Collected data

◇ ◇ ◇ ◇ ◇

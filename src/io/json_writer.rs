use std::collections::BTreeMap;
use std::fs::File;
use std::io::BufWriter;
use std::path::Path;

use anyhow::{Context, Result};

use crate::ctx::{Ctx, Operation};
use crate::schema::v1::{
    ArmOutcomeV1, ExplanationV1, PredictionV1, RecommendationV1, ReportV1, RiskAssessmentV1,
    RiskFactorV1, SimulationV1, TrajectoryPointV1, TwinV1,
};
use crate::sim::{RiskFactor, TrajectoryPoint};

/// Build the versioned artifact for the operation the pipeline just ran.
pub fn build_artifact(ctx: &Ctx) -> Result<TwinV1> {
    let mut artifact = ctx.artifact.clone();
    match ctx.operation {
        Operation::Simulate => {
            let comparison = ctx.comparison.as_ref().context("comparison missing")?;
            let mut timeline_data = BTreeMap::new();
            for series in &comparison.timeline {
                timeline_data.insert(series.arm.id().to_string(), points_v1(&series.points));
            }
            let mut outcomes = BTreeMap::new();
            for outcome in &comparison.outcomes {
                outcomes.insert(
                    outcome.arm.id().to_string(),
                    ArmOutcomeV1 {
                        timeline_label: outcome.timeline_label.clone(),
                        survival_prob: outcome.survival_prob,
                        side_effects: outcome.side_effects.to_string(),
                    },
                );
            }
            artifact.simulation = Some(SimulationV1 {
                dose_tweak: ctx.dose_tweak,
                timeline_data,
                outcomes,
            });
        }
        Operation::Predict => {
            artifact.prediction = Some(prediction_v1(ctx)?);
        }
        Operation::Explain => {
            artifact.explanation = Some(ExplanationV1 {
                key_drivers: ctx.key_drivers.clone(),
            });
        }
        Operation::Report => {
            let narrative = ctx.narrative.as_ref().context("report missing")?;
            let risk = ctx.risk.as_ref().context("risk assessment missing")?;
            artifact.report = Some(ReportV1 {
                summary: narrative.summary.clone(),
                risk_assessment: RiskAssessmentV1 {
                    overall_risk: risk.overall.as_str().to_string(),
                    risk_factors: factors_v1(&risk.factors),
                },
                treatment_recommendations: RecommendationV1 {
                    primary_treatment: narrative.recommendation.primary.display_label().to_string(),
                    alternative_treatments: narrative
                        .recommendation
                        .alternatives
                        .iter()
                        .map(|arm| arm.display_label().to_string())
                        .collect(),
                    follow_up_schedule: narrative.recommendation.follow_up_schedule.to_string(),
                },
                followups: ctx.followups.clone(),
            });
        }
    }
    Ok(artifact)
}

pub fn write_json(path: &Path, artifact: &TwinV1) -> Result<()> {
    let file = File::create(path)
        .with_context(|| format!("failed to create artifact {}", path.display()))?;
    let writer = BufWriter::new(file);
    serde_json::to_writer_pretty(writer, artifact)?;
    Ok(())
}

fn prediction_v1(ctx: &Ctx) -> Result<PredictionV1> {
    let prediction = ctx.prediction.as_ref().context("prediction missing")?;
    Ok(PredictionV1 {
        treatment: prediction.arm.id().to_string(),
        evolution: points_v1(&prediction.trajectory),
        risk_factors: factors_v1(&prediction.risk_factors),
        treatment_impact: prediction.treatment_impact,
        confidence: prediction.confidence,
        overall_risk: prediction.overall_risk.as_str().to_string(),
    })
}

fn points_v1(points: &[TrajectoryPoint]) -> Vec<TrajectoryPointV1> {
    points
        .iter()
        .map(|p| TrajectoryPointV1 {
            month: p.month,
            volume_cm3: p.volume_cm3,
            survival_pct: p.survival_pct,
        })
        .collect()
}

fn factors_v1(factors: &[RiskFactor]) -> Vec<RiskFactorV1> {
    factors
        .iter()
        .map(|f| RiskFactorV1 {
            factor: f.category.name().to_string(),
            impact: f.impact,
            level: f.level.as_str().to_string(),
            description: f.description.clone(),
        })
        .collect()
}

◇ ◇ ◇ ◇ ◇

** Task details **
Find each line above that contains "outcomes", and copy those lines.

** Worked solution **
            let mut outcomes = BTreeMap::new();
            for outcome in &comparison.outcomes {
                outcomes.insert(
                outcomes,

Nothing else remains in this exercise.